I made the third batch of berry jam today and this time I tried it by the seat of the
pants method with bulk pectin and a guess at proportions. I am following the knitting tradtion that ignores all the yarn manufacturers warnings printed on patterns that if you use any yarn but that specified "your results may be unsatisfactory." When I first started knitting that instruction terrified me, especialy because I have a lot of old knitting patterns for yarns no longer made. Now that I have handspun I know that you are your own designer and anything goes. My first project involving hand spun is one the inkle loom as pictured on the right. While I know it's nothing special, it's all mine, from raw fleece to spun yarn to dyed and now woven.
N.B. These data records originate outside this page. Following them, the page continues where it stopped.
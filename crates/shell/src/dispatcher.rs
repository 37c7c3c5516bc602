//! Line-at-a-time command execution against a [`Session`].
//!
//! Each line goes through three stages, and a failure in one stage stops
//! the later ones:
//! 1. parse and check operand count,
//! 2. resolve and validate every path operand,
//! 3. run the operation.
//!
//! Only stage 3 touches the filesystem for writing.

use std::io;

use fileshell_file_ops::{self as ops, FileOpsError, PathValidator};
use fileshell_transfer::DEFAULT_CHUNK_SIZE;
use tokio::io::{AsyncWrite, AsyncWriteExt};

use crate::command::{Command, Invocation, Operands, parse_line};
use crate::error::ShellError;
use crate::host::{self, OsFact};
use crate::render;
use crate::session::Session;

/// What the input loop should do after a line.
#[derive(Debug, Clone, Copy, PartialEq, Eq)]
pub enum Outcome {
    Continue,
    Exit,
}

/// Executes input lines and writes their output to `W`.
pub struct Dispatcher<W> {
    session: Session,
    out: W,
    chunk_size: usize,
}

impl<W: AsyncWrite + Unpin> Dispatcher<W> {
    pub fn new(session: Session, out: W) -> Self {
        Self {
            session,
            out,
            chunk_size: DEFAULT_CHUNK_SIZE,
        }
    }

    /// Sets the chunk size used for streaming operations. 0 keeps the
    /// default.
    pub fn with_chunk_size(mut self, chunk_size: usize) -> Self {
        if chunk_size > 0 {
            self.chunk_size = chunk_size;
        }
        self
    }

    pub fn session(&self) -> &Session {
        &self.session
    }

    pub fn output(&self) -> &W {
        &self.out
    }

    pub fn output_mut(&mut self) -> &mut W {
        &mut self.out
    }

    /// Prints the welcome message and the starting directory.
    pub async fn greet(&mut self) -> io::Result<()> {
        let text = format!(
            "{}\n{}",
            render::welcome(self.session.username()),
            render::current_dir(self.session.current_dir())
        );
        write_line(&mut self.out, &text).await
    }

    /// Prints the farewell message.
    pub async fn farewell(&mut self) -> io::Result<()> {
        let text = render::farewell(self.session.username());
        write_line(&mut self.out, &text).await
    }

    /// Executes `line` and reports any failure to the output.
    ///
    /// Command failures never end the session; only `.exit` does. The
    /// returned error is a failure to write to the output itself.
    pub async fn handle_line(&mut self, line: &str) -> io::Result<Outcome> {
        match self.execute(line).await {
            Ok(Outcome::Exit) => {
                self.farewell().await?;
                Ok(Outcome::Exit)
            }
            Ok(outcome) => Ok(outcome),
            Err(e) => {
                tracing::warn!(error = %e, kind = ?e.kind(), "command failed");
                let prefix = if e.is_structural() {
                    "Invalid input"
                } else {
                    "Operation failed"
                };
                write_line(&mut self.out, &format!("{prefix}: {e}")).await?;
                Ok(Outcome::Continue)
            }
        }
    }

    /// Executes `line`, reprinting the current directory on success.
    pub async fn execute(&mut self, line: &str) -> Result<Outcome, ShellError> {
        let Some(invocation) = parse_line(line)? else {
            return Ok(Outcome::Continue);
        };
        let command = invocation.command;
        if command == Command::Exit {
            return Ok(Outcome::Exit);
        }

        self.run(invocation).await?;

        let text = render::current_dir(self.session.current_dir());
        write_line(&mut self.out, &text)
            .await
            .map_err(failed(command))?;
        Ok(Outcome::Continue)
    }

    async fn run(&mut self, invocation: Invocation) -> Result<(), ShellError> {
        let Invocation { command, operands } = invocation;
        let chunk_size = self.chunk_size;
        let paths = PathValidator::new(self.session.current_dir());
        tracing::debug!(command = command.name(), cwd = %self.session.current_dir().display(), "executing");

        match (command, operands) {
            (Command::Up, _) => {
                if !self.session.up() {
                    tracing::debug!("already at filesystem root");
                }
            }
            (Command::Cd, operands) => {
                let raw = match operands {
                    Operands::One(raw) => raw,
                    _ => "~".to_string(),
                };
                let dir = paths.existing_dir(&raw).await?;
                self.session.set_current_dir(dir);
            }
            (Command::Ls, _) => {
                let entries = ops::list_directory(self.session.current_dir())
                    .await
                    .map_err(failed(command))?;
                write_line(&mut self.out, &render::listing_table(&entries))
                    .await
                    .map_err(failed(command))?;
            }
            (Command::Cat, Operands::One(raw)) => {
                let path = paths.existing_file(&raw).await?;
                fileshell_transfer::stream_to(&path, &mut self.out, chunk_size)
                    .await
                    .map_err(failed(command))?;
                write_line(&mut self.out, "").await.map_err(failed(command))?;
            }
            (Command::Add, Operands::One(raw)) => {
                ops::create_file(&paths.resolve(&raw), b"")
                    .await
                    .map_err(failed(command))?;
            }
            (Command::Mkdir, Operands::One(raw)) => {
                ops::create_directory(&paths.resolve(&raw))
                    .await
                    .map_err(failed(command))?;
            }
            (Command::Rn, Operands::Two(old, new)) => {
                let old = paths.existing_file(&old).await?;
                let new = paths.resolve(&new);
                ops::rename_file(&old, &new)
                    .await
                    .map_err(failed(command))?;
            }
            (Command::Cp, Operands::Two(src, dest)) => {
                let src = paths.existing_file(&src).await?;
                let dest = paths.existing_dir(&dest).await?;
                ops::copy_file(&src, &dest, chunk_size)
                    .await
                    .map_err(failed(command))?;
            }
            (Command::Mv, Operands::Two(src, dest)) => {
                let src = paths.existing_file(&src).await?;
                let dest = paths.existing_dir(&dest).await?;
                ops::move_file(&src, &dest, chunk_size)
                    .await
                    .map_err(failed(command))?;
            }
            (Command::Rm, Operands::One(raw)) => {
                let path = paths.existing(&raw).await?;
                ops::delete_file(&path).await.map_err(failed(command))?;
            }
            (Command::Os, Operands::One(flag)) => {
                let fact = OsFact::from_flag(flag.trim())
                    .ok_or_else(|| ShellError::invalid(flag, "unsupported os flag"))?;
                write_line(&mut self.out, &host::report(fact))
                    .await
                    .map_err(failed(command))?;
            }
            (Command::Hash, Operands::One(raw)) => {
                let path = paths.existing_file(&raw).await?;
                let digest = fileshell_transfer::hash_file(&path, chunk_size)
                    .await
                    .map_err(failed(command))?;
                write_line(&mut self.out, &digest)
                    .await
                    .map_err(failed(command))?;
            }
            (Command::Compress, Operands::Two(src, dest)) => {
                let src = paths.existing_file(&src).await?;
                let dest = paths.existing_dir(&dest).await?;
                fileshell_transfer::compress_file(&src, &dest, chunk_size)
                    .await
                    .map_err(failed(command))?;
            }
            (Command::Decompress, Operands::Two(src, dest)) => {
                let src = paths.existing_file(&src).await?;
                let dest = paths.existing_dir(&dest).await?;
                fileshell_transfer::decompress_file(&src, &dest, chunk_size)
                    .await
                    .map_err(failed(command))?;
            }
            (command, operands) => {
                return Err(ShellError::invalid(
                    command.name(),
                    &format!("unexpected operands {operands:?}"),
                ));
            }
        }

        Ok(())
    }
}

/// Wraps an execution-time error with the command that raised it.
fn failed<E: Into<FileOpsError>>(command: Command) -> impl FnOnce(E) -> ShellError {
    move |e| ShellError::OperationFailed {
        command: command.name(),
        source: e.into(),
    }
}

async fn write_line<W: AsyncWrite + Unpin>(out: &mut W, text: &str) -> io::Result<()> {
    out.write_all(text.as_bytes()).await?;
    out.write_all(b"\n").await?;
    out.flush().await
}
The colours are an interesting mix and nothing at all like what I was aiming at but they work, I think. I have only woven about 8" of a rather long warp and I have lots more yarn dyed. As I said earlier, I intend to weave enough to make a tote-style bag. English Leicester has such a luster it almost glows but is definitely high on the prickle factor so I might add some leather to the handles, and will definitely line it as anything sharp would poke a hole in it. The inkle loom is C-clamped to a little rolling kitchen work table with a ceramic tile top, one small drawer and wire baskets below full of crochet cotton at the moment.One of the great frustrations in my life healthwise is forcing myself not to do things I want to do. I made jam this morning, which involved standing a bit. I would like to put the ornaments on the tree but that also invoves standing and if I did that my legs would be useless (i.e., in great pain) for at least one day. So I force myself to sit down, do computer stuff, weave a bit, watch things I've taped from the past month of TV, etc. It is also cool and damp today (it rained last night) and would be an excellent time to do gardening stuff but that's standing work too (I can't kneel). There is still the whiff of smoke in the air and things look bad in eastern Victoria. I keep thinking of that for our potential rural lifestyle.

1 comment:
We've seen very little coverage of the fires here; most useful was an NPR broadcast today that discussed the possibility of extinctions, something one just doesn't think about.
I love the colors and look forward to seeing pix of the finished product. Yum.